BEGIN EXERCISE INPUT

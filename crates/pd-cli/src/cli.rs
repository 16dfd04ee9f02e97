//! Command-line argument definitions.

use std::path::PathBuf;

use chrono::NaiveDate;
use clap::Parser;
use pd_core::TaskCase;

/// Compile free-text work logs into a weekly timesheet.
///
/// Each input line describes one day of work: time ranges such as `9-12` or
/// `0900-1700`, optionally followed by `at LOCATION`, `for CLIENT` or
/// `with CLIENT` and a task. Segments separated by `|` add blocks or fill in
/// missing details.
#[derive(Debug, Parser)]
#[command(name = "payday", version, about, long_about = None)]
pub struct Cli {
    /// Work-log file to read. Piped stdin is read when omitted.
    pub input: Option<PathBuf>,

    /// Where to write the CSV [default: cpd.csv].
    #[arg(short, long, value_name = "PATH")]
    pub output: Option<PathBuf>,

    /// Print rows and the weekly total as JSON instead of writing the CSV.
    #[arg(long)]
    pub json: bool,

    /// Reference date for resolved times [default: the local date].
    #[arg(long, value_name = "YYYY-MM-DD")]
    pub today: Option<NaiveDate>,

    /// Only deduct lunch when a line mentions lunch or a break.
    #[arg(long)]
    pub no_default_lunch: bool,

    /// Slack, in seconds, when dropping a block that spans the others.
    #[arg(long, value_name = "SECS")]
    pub tolerance: Option<i64>,

    /// Casing for tasks: title or sentence.
    #[arg(long, value_name = "CASE")]
    pub task_case: Option<TaskCase>,

    /// Enable verbose output.
    #[arg(short, long)]
    pub verbose: bool,

    /// Path to config file.
    #[arg(short, long, value_name = "PATH")]
    pub config: Option<PathBuf>,
}
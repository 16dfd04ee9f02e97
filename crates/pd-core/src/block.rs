//! Parsed work blocks and the rows they roll up into.

use serde::Serialize;

use crate::timeparse::{TimeSpan, round2};

/// Rendered value of a field the extractors could not determine.
pub const SENTINEL: &str = "NaN";

/// Rendered day when a line names no weekday.
pub const UNKNOWN_DAY: &str = "unknown";

/// Column headers, in output order.
pub const COLUMNS: [&str; 6] = [
    "Day",
    "TimeBlocks",
    "Location",
    "Tasks/Details",
    "Client(s)",
    "Hours",
];

/// Location, client and task attributed to a block. `None` is the sentinel.
#[derive(Debug, Clone, Default, PartialEq, Eq)]
pub struct Fields {
    pub location: Option<String>,
    pub client: Option<String>,
    pub task: Option<String>,
}

impl Fields {
    /// Fills fields that are still undetermined; set fields are never overwritten.
    pub fn fill_missing(&mut self, other: Self) {
        if self.location.is_none() {
            self.location = other.location;
        }
        if self.client.is_none() {
            self.client = other.client;
        }
        if self.task.is_none() {
            self.task = other.task;
        }
    }
}

/// One recognized work interval.
#[derive(Debug, Clone, PartialEq)]
pub struct Block {
    pub span: TimeSpan,
    pub fields: Fields,
    /// Duration in hours, rounded to two decimals.
    pub hours: f64,
}

impl Block {
    pub fn new(span: TimeSpan, fields: Fields) -> Self {
        Self {
            span,
            fields,
            hours: span.hours(),
        }
    }
}

/// One output record per parsed line.
///
/// The joined columns hold one entry per surviving block, in block order.
#[derive(Debug, Clone, PartialEq, Serialize)]
pub struct Row {
    #[serde(rename = "Day")]
    pub day: String,
    #[serde(rename = "TimeBlocks")]
    pub time_blocks: String,
    #[serde(rename = "Location")]
    pub location: String,
    #[serde(rename = "Tasks/Details")]
    pub tasks: String,
    #[serde(rename = "Client(s)")]
    pub clients: String,
    #[serde(rename = "Hours")]
    pub hours: f64,
}

impl Row {
    /// Cells in [`COLUMNS`] order, with hours at one decimal.
    pub fn cells(&self) -> [String; 6] {
        [
            self.day.clone(),
            self.time_blocks.clone(),
            self.location.clone(),
            self.tasks.clone(),
            self.clients.clone(),
            format!("{:.1}", self.hours),
        ]
    }
}

/// Rows parsed from one input text, in input line order.
///
/// An empty timesheet means no line held a recognizable time range.
#[derive(Debug, Clone, Default, PartialEq, Serialize)]
pub struct Timesheet {
    pub rows: Vec<Row>,
}

impl Timesheet {
    pub const fn new(rows: Vec<Row>) -> Self {
        Self { rows }
    }

    pub fn is_empty(&self) -> bool {
        self.rows.is_empty()
    }

    pub fn len(&self) -> usize {
        self.rows.len()
    }

    /// Sum of row hours across the whole input.
    pub fn total_hours(&self) -> f64 {
        round2(self.rows.iter().map(|r| r.hours).sum())
    }
}
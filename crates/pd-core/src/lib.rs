//! Core parsing logic for `PayDay`.
//!
//! This crate turns free-text work logs into timesheet rows:
//! - Time parsing: resolving tokens such as `0930`, `9am` or `17:45` and ranges between them
//! - Extraction: location, client and task from `at`/`for`/`with` directives
//! - Policy: lunch deduction, umbrella-block removal and hour aggregation
//! - Formatting: title and sentence casing for display

mod block;
mod extract;
mod parser;
mod patterns;
mod policy;
pub mod text;
pub mod timeparse;

pub use block::{Block, COLUMNS, Fields, Row, SENTINEL, Timesheet, UNKNOWN_DAY};
pub use extract::derive_day;
pub use parser::WorkLogParser;
pub use policy::{LunchDecision, Policy, PolicyError, TaskCase, sum_hours};
pub use timeparse::{RangeMatch, TimeSpan, extract_range, resolve};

END EXERCISE INPUT

AIM OF THE EXERCISE.
A bare number is the whole answer: state how many lines in the data above contain "rename".

WRITTEN ANSWER.
6